Electronic books are now outselling the classic ink and paper kind on the world’s largest online retailer.
Word of this paradigm shift comes straight from Amazon, which claims that since April 1 it has sold 105 e-books for every 100 printed books its patrons purchased. This ratio excludes customers downloading free e-books, but includes both hardcover and softcover books, as well as printed books for which there are no electronic analogue.
Though grim tidings for bibliophiles who enjoy the heft, texture and scent of an actual book, this news comes as joyous to Amazon. The retailer, which analysts estimate is responsible for two-thirds of all U.S. e-book sales, took this opportunity to promote the latest iteration of its Kindle e-book reader.
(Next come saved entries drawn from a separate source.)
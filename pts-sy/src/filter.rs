use crate::{
    error::{Result, SyError},
    table::{SyRow, SyTable},
};
use chrono::NaiveDateTime;
use std::{fmt, str::FromStr};

/// A Sy table column that can be bounded.
#[derive(Debug, Clone, Copy, PartialEq, Eq, Hash)]
pub enum SyField {
    DateBeginning,
    DateEnding,
    PrecipitationSum,
    MaxWtd,
    MinWtd,
    Durations,
    Intensities,
    DeltaH,
    Depth,
    Sy,
    IdxMax,
    IdxMin,
    AccuracyMean,
    AccuracyStd,
}

/// Value of one cell, as seen by a filter.
#[derive(Debug, Clone, Copy, PartialEq)]
enum Cell {
    Number(f64),
    Date(Option<NaiveDateTime>),
}

impl SyField {
    pub const ALL: [SyField; 14] = [
        SyField::DateBeginning,
        SyField::DateEnding,
        SyField::PrecipitationSum,
        SyField::MaxWtd,
        SyField::MinWtd,
        SyField::Durations,
        SyField::Intensities,
        SyField::DeltaH,
        SyField::Depth,
        SyField::Sy,
        SyField::IdxMax,
        SyField::IdxMin,
        SyField::AccuracyMean,
        SyField::AccuracyStd,
    ];

    /// Column name in the Sy table.
    pub fn name(&self) -> &'static str {
        match self {
            SyField::DateBeginning => "date_beginning",
            SyField::DateEnding => "date_ending",
            SyField::PrecipitationSum => "precipitation_sum",
            SyField::MaxWtd => "max_wtd",
            SyField::MinWtd => "min_wtd",
            SyField::Durations => "durations",
            SyField::Intensities => "intensities",
            SyField::DeltaH => "delta_h",
            SyField::Depth => "depth",
            SyField::Sy => "sy",
            SyField::IdxMax => "idx_max",
            SyField::IdxMin => "idx_min",
            SyField::AccuracyMean => "accuracy_mean",
            SyField::AccuracyStd => "accuracy_std",
        }
    }

    /// True for timestamp columns, which take [`Bound::Date`] bounds.
    pub fn is_date(&self) -> bool {
        matches!(
            self,
            SyField::DateBeginning | SyField::DateEnding | SyField::IdxMax | SyField::IdxMin
        )
    }

    fn cell(&self, row: &SyRow) -> Cell {
        match self {
            SyField::DateBeginning => Cell::Date(Some(row.date_beginning)),
            SyField::DateEnding => Cell::Date(Some(row.date_ending)),
            SyField::PrecipitationSum => Cell::Number(row.precipitation_sum),
            SyField::MaxWtd => Cell::Number(row.max_wtd),
            SyField::MinWtd => Cell::Number(row.min_wtd),
            SyField::Durations => Cell::Number(row.durations),
            SyField::Intensities => Cell::Number(row.intensities),
            SyField::DeltaH => Cell::Number(row.delta_h),
            SyField::Depth => Cell::Number(row.depth),
            SyField::Sy => Cell::Number(row.sy),
            SyField::IdxMax => Cell::Date(row.idx_max),
            SyField::IdxMin => Cell::Date(row.idx_min),
            SyField::AccuracyMean => Cell::Number(row.accuracy_mean),
            SyField::AccuracyStd => Cell::Number(row.accuracy_std),
        }
    }
}

impl FromStr for SyField {
    type Err = SyError;

    fn from_str(s: &str) -> Result<Self> {
        SyField::ALL
            .into_iter()
            .find(|field| field.name() == s)
            .ok_or_else(|| SyError::UnknownField(s.to_string()))
    }
}

impl fmt::Display for SyField {
    fn fmt(&self, f: &mut fmt::Formatter<'_>) -> fmt::Result {
        f.write_str(self.name())
    }
}

/// An inclusive limit on a column.
#[derive(Debug, Clone, Copy, PartialEq)]
pub enum Bound {
    Number(f64),
    Date(NaiveDateTime),
}

impl From<f64> for Bound {
    fn from(value: f64) -> Self {
        Bound::Number(value)
    }
}

impl From<NaiveDateTime> for Bound {
    fn from(value: NaiveDateTime) -> Self {
        Bound::Date(value)
    }
}

/// Optional lower and upper bound on one field.
#[derive(Debug, Clone, Copy, PartialEq)]
pub struct FieldRange {
    pub field: SyField,
    pub min: Option<Bound>,
    pub max: Option<Bound>,
}

impl FieldRange {
    fn check(&self) -> Result<()> {
        for bound in [self.min, self.max].into_iter().flatten() {
            let fits = match bound {
                Bound::Number(_) => !self.field.is_date(),
                Bound::Date(_) => self.field.is_date(),
            };
            if !fits {
                return Err(SyError::BoundKind {
                    field: self.field.to_string(),
                    expected: if self.field.is_date() { "date" } else { "number" },
                });
            }
        }
        Ok(())
    }

    fn accepts(&self, row: &SyRow) -> bool {
        let cell = self.field.cell(row);
        let above = self.min.map_or(true, |min| match (cell, min) {
            (Cell::Number(value), Bound::Number(min)) => value >= min,
            (Cell::Date(Some(value)), Bound::Date(min)) => value >= min,
            _ => false,
        });
        let below = self.max.map_or(true, |max| match (cell, max) {
            (Cell::Number(value), Bound::Number(max)) => value <= max,
            (Cell::Date(Some(value)), Bound::Date(max)) => value <= max,
            _ => false,
        });
        above && below
    }
}

/// Inclusive bounds on Sy table fields, combined with AND.
///
/// A bound is applied whenever it is present, whatever its value: a lower
/// bound of `0.0` keeps only non-negative values.
///
/// ```
/// use pts_sy::filter::SyFilter;
///
/// let filter = SyFilter::new()
///     .min("sy", 0.0)?
///     .between("precipitation_sum", Some(2.0), Some(7.0))?;
/// # Ok::<(), pts_sy::SyError>(())
/// ```
#[derive(Debug, Clone, PartialEq, Default)]
pub struct SyFilter {
    ranges: Vec<FieldRange>,
}

impl SyFilter {
    pub fn new() -> Self {
        SyFilter::default()
    }

    /// Bound `field` by `min` and/or `max`; `None` leaves that side open.
    pub fn between(
        mut self,
        field: &str,
        min: Option<impl Into<Bound>>,
        max: Option<impl Into<Bound>>,
    ) -> Result<Self> {
        let range = FieldRange {
            field: field.parse()?,
            min: min.map(Into::into),
            max: max.map(Into::into),
        };
        range.check()?;
        self.ranges.push(range);
        Ok(self)
    }

    pub fn min(self, field: &str, min: impl Into<Bound>) -> Result<Self> {
        self.between(field, Some(min), None::<Bound>)
    }

    pub fn max(self, field: &str, max: impl Into<Bound>) -> Result<Self> {
        self.between(field, None::<Bound>, Some(max))
    }

    pub fn ranges(&self) -> &[FieldRange] {
        &self.ranges
    }

    pub fn accepts(&self, row: &SyRow) -> bool {
        self.ranges.iter().all(|range| range.accepts(row))
    }
}

/// Rows of `table` satisfying every bound of `filter`, as a new table.
pub fn filter_sy(table: &SyTable, filter: &SyFilter) -> SyTable {
    let rows: Vec<SyRow> = table
        .iter()
        .filter(|row| filter.accepts(row))
        .cloned()
        .collect();
    log::debug!("Filter kept {} of {} events", rows.len(), table.len());
    SyTable::new(rows)
}

#[cfg(test)]
mod tests {
    use super::*;
    use chrono::NaiveDate;

    fn at(d: u32, h: u32) -> NaiveDateTime {
        NaiveDate::from_ymd_opt(2011, 8, d)
            .unwrap()
            .and_hms_opt(h, 0, 0)
            .unwrap()
    }

    fn row(day: u32, precipitation_sum: f64, sy: f64) -> SyRow {
        SyRow {
            date_beginning: at(day, 6),
            date_ending: at(day, 9),
            precipitation_sum,
            max_wtd: -0.1,
            min_wtd: -0.2,
            durations: 3.0,
            intensities: precipitation_sum / 3.0,
            delta_h: 0.1,
            depth: -0.15,
            sy,
            idx_max: Some(at(day, 11)),
            idx_min: None,
            accuracy_mean: 0.0,
            accuracy_std: 0.0,
        }
    }

    fn table() -> SyTable {
        SyTable::new(vec![
            row(3, 1.5, -0.05),
            row(5, 2.0, 0.0),
            row(9, 6.5, 0.22),
            row(12, 7.0, 0.3),
            row(20, 12.0, f64::NAN),
        ])
    }

    #[test]
    fn test_inclusive_bounds() {
        let filter = SyFilter::new()
            .between("precipitation_sum", Some(2.0), Some(7.0))
            .unwrap();
        let result = filter_sy(&table(), &filter);
        let sums: Vec<f64> = result.iter().map(|r| r.precipitation_sum).collect();
        assert_eq!(sums, vec![2.0, 6.5, 7.0]);
    }

    #[test]
    fn test_zero_bound_is_honoured() {
        let filter = SyFilter::new().min("sy", 0.0).unwrap();
        let result = filter_sy(&table(), &filter);
        let sy: Vec<f64> = result.iter().map(|r| r.sy).collect();
        assert_eq!(sy, vec![0.0, 0.22, 0.3]);
    }

    #[test]
    fn test_no_bounds_is_a_no_op() {
        let filter = SyFilter::new()
            .between("depth", None::<f64>, None::<f64>)
            .unwrap();
        assert_eq!(filter_sy(&table(), &filter).len(), 5);
        assert_eq!(filter_sy(&table(), &SyFilter::new()).len(), 5);
    }

    #[test]
    fn test_date_and_number_bounds_combine() {
        let filter = SyFilter::new()
            .min("date_beginning", at(4, 0))
            .unwrap()
            .max("date_ending", at(12, 9))
            .unwrap()
            .max("sy", 0.25)
            .unwrap();
        let result = filter_sy(&table(), &filter);
        let days: Vec<NaiveDateTime> = result.iter().map(|r| r.date_beginning).collect();
        assert_eq!(days, vec![at(5, 6), at(9, 6)]);
    }

    #[test]
    fn test_missing_timestamp_never_matches() {
        let filter = SyFilter::new().min("idx_min", at(1, 0)).unwrap();
        assert!(filter_sy(&table(), &filter).is_empty());
    }

    #[test]
    fn test_unknown_field_fails_fast() {
        let err = SyFilter::new().min("intesities", 1.0).unwrap_err();
        assert!(matches!(err, SyError::UnknownField(ref name) if name == "intesities"));
    }

    #[test]
    fn test_bound_kind_mismatch() {
        assert!(matches!(
            SyFilter::new().min("sy", at(1, 0)),
            Err(SyError::BoundKind { .. })
        ));
        assert!(matches!(
            SyFilter::new().max("date_ending", 3.0),
            Err(SyError::BoundKind { .. })
        ));
    }

    #[test]
    fn test_field_names_round_trip() {
        for field in SyField::ALL {
            assert_eq!(field.name().parse::<SyField>().unwrap(), field);
        }
    }
}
Despite only being on the market for five weeks, the new Kindle is the firm’s best-selling device (no doubt thanks to the lowered price tag subsidized by the ads that appear while the thing is in standby mode).
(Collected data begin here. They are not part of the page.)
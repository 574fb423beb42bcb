//! The Sy summary table and its CSV persistence.
//!
//! # CSV Format
//!
//! One header line with the [`SY_TABLE_COLUMNS`], then one line per event:
//!
//! ```text
//! date_beginning,date_ending,precipitation_sum,max_wtd,min_wtd,durations,intensities,delta_h,depth,sy,idx_max,idx_min,accuracy_mean,accuracy_std
//! 2011-08-03 22:00:00,2011-08-04 01:00:00,6.2,-0.21,-0.243,3.0,2.0666666666666664,0.03300000000000003,-0.2265,0.18787878787878768,2011-08-04 03:00:00,2011-08-03 22:00:00,0.0011,0.0023
//! ```
//!
//! Timestamps are written as `YYYY-MM-DD hh:mm:ss`; a missing extremum
//! timestamp is an empty cell. Degenerate values are written `NaN`, `inf`
//! or `-inf`.

use crate::error::{Result, SyError};
use chrono::NaiveDateTime;
use csv::{ReaderBuilder, Trim, WriterBuilder};
use serde::{Deserialize, Serialize};
use std::io;
use std::path::Path;

/// Columns of the Sy table, in output order.
pub const SY_TABLE_COLUMNS: [&str; 14] = [
    "date_beginning",
    "date_ending",
    "precipitation_sum",
    "max_wtd",
    "min_wtd",
    "durations",
    "intensities",
    "delta_h",
    "depth",
    "sy",
    "idx_max",
    "idx_min",
    "accuracy_mean",
    "accuracy_std",
];

/// Results for one precipitation event.
///
/// Field order matches [`SY_TABLE_COLUMNS`].
#[derive(Debug, Clone, PartialEq, Serialize, Deserialize)]
pub struct SyRow {
    /// Bin of the first raining hour.
    #[serde(with = "pts_utils::dates::date_time_format")]
    pub date_beginning: NaiveDateTime,
    /// Bin of the last raining hour.
    #[serde(with = "pts_utils::dates::date_time_format")]
    pub date_ending: NaiveDateTime,
    /// Precipitation over the raining bins (mm).
    #[serde(with = "pts_utils::nan_float_format")]
    pub precipitation_sum: f64,
    /// Highest water table depth in the response window.
    #[serde(with = "pts_utils::nan_float_format")]
    pub max_wtd: f64,
    /// Lowest water table depth in the response window.
    #[serde(with = "pts_utils::nan_float_format")]
    pub min_wtd: f64,
    /// Event duration in hours (0.5 for a single-bin event).
    #[serde(with = "pts_utils::nan_float_format")]
    pub durations: f64,
    /// precipitation_sum / durations (mm/h).
    #[serde(with = "pts_utils::nan_float_format")]
    pub intensities: f64,
    /// max_wtd - min_wtd (m).
    #[serde(with = "pts_utils::nan_float_format")]
    pub delta_h: f64,
    /// Mid-point of the water table rise (m).
    #[serde(with = "pts_utils::nan_float_format")]
    pub depth: f64,
    /// Specific yield: (precipitation_sum / delta_h) / 1000.
    #[serde(with = "pts_utils::nan_float_format")]
    pub sy: f64,
    #[serde(with = "pts_utils::dates::optional_date_time_format")]
    pub idx_max: Option<NaiveDateTime>,
    #[serde(with = "pts_utils::dates::optional_date_time_format")]
    pub idx_min: Option<NaiveDateTime>,
    #[serde(with = "pts_utils::nan_float_format")]
    pub accuracy_mean: f64,
    #[serde(with = "pts_utils::nan_float_format")]
    pub accuracy_std: f64,
}

/// Per-event Sy results in chronological order.
///
/// Never mutated once built: filtering yields a new table.
#[derive(Debug, Clone, PartialEq, Default)]
pub struct SyTable {
    rows: Vec<SyRow>,
}

impl SyTable {
    pub fn new(rows: Vec<SyRow>) -> Self {
        SyTable { rows }
    }

    pub fn columns(&self) -> &'static [&'static str] {
        &SY_TABLE_COLUMNS
    }

    pub fn rows(&self) -> &[SyRow] {
        &self.rows
    }

    pub fn len(&self) -> usize {
        self.rows.len()
    }

    pub fn is_empty(&self) -> bool {
        self.rows.is_empty()
    }

    pub fn iter(&self) -> std::slice::Iter<'_, SyRow> {
        self.rows.iter()
    }

    pub fn get(&self, index: usize) -> Option<&SyRow> {
        self.rows.get(index)
    }

    /// Write the table as CSV. The header is written even when there are no rows.
    pub fn write_csv<W: io::Write>(&self, writer: W) -> Result<()> {
        let mut wtr = WriterBuilder::new().has_headers(false).from_writer(writer);
        wtr.write_record(SY_TABLE_COLUMNS)?;
        for row in &self.rows {
            wtr.serialize(row)?;
        }
        wtr.flush()?;
        Ok(())
    }

    pub fn to_csv_string(&self) -> Result<String> {
        let mut buffer = Vec::new();
        self.write_csv(&mut buffer)?;
        Ok(String::from_utf8_lossy(&buffer).into_owned())
    }

    /// Parse CSV text holding at least the [`SY_TABLE_COLUMNS`].
    ///
    /// Extra columns (such as a leading index column) are ignored. `source`
    /// only names the data in error messages.
    pub fn from_csv_str(csv_data: &str, source: &str) -> Result<Self> {
        let mut rdr = ReaderBuilder::new()
            .has_headers(true)
            .trim(Trim::Headers)
            .from_reader(csv_data.as_bytes());

        let headers = rdr.headers()?.clone();
        let complete = SY_TABLE_COLUMNS
            .iter()
            .all(|column| headers.iter().any(|header| header == *column));
        if !complete {
            return Err(SyError::MissingColumns {
                columns: SY_TABLE_COLUMNS.join(", "),
                path: source.to_string(),
            });
        }

        let rows = rdr
            .deserialize::<SyRow>()
            .collect::<std::result::Result<Vec<_>, _>>()?;
        Ok(SyTable { rows })
    }
}

impl<'a> IntoIterator for &'a SyTable {
    type Item = &'a SyRow;
    type IntoIter = std::slice::Iter<'a, SyRow>;

    fn into_iter(self) -> Self::IntoIter {
        self.rows.iter()
    }
}

/// Write a Sy table to a CSV file.
pub fn write_sy(table: &SyTable, path: impl AsRef<Path>) -> Result<()> {
    let path = path.as_ref();
    let file = std::fs::File::create(path)?;
    table.write_csv(io::BufWriter::new(file))?;
    log::info!("Wrote {} events to {}", table.len(), path.display());
    Ok(())
}

/// Read a Sy table previously written with [`write_sy`].
pub fn read_sy(path: impl AsRef<Path>) -> Result<SyTable> {
    let path = path.as_ref();
    let csv_data = std::fs::read_to_string(path)?;
    let table = SyTable::from_csv_str(&csv_data, &path.display().to_string())?;
    log::info!("Loaded {} events from {}", table.len(), path.display());
    Ok(table)
}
If you’ve followed the tech scene over the last decade, this really shouldn’t come as much of a surprise. Just as more adaptable mammals overtook the dinosaurs, and .mp3s overtook compact discs, it seems that books stored in sub-1MB, glorified text files have overtaken professionally bound bundles of ink-laden paper.
I doubt this will actually kill books — people still listen to Zeppelin on vinyl, after all — but it does officially move us one step closer to the glorious/horrifying technofetishist future promised by so many novels, films, and confusingly sexy anime series.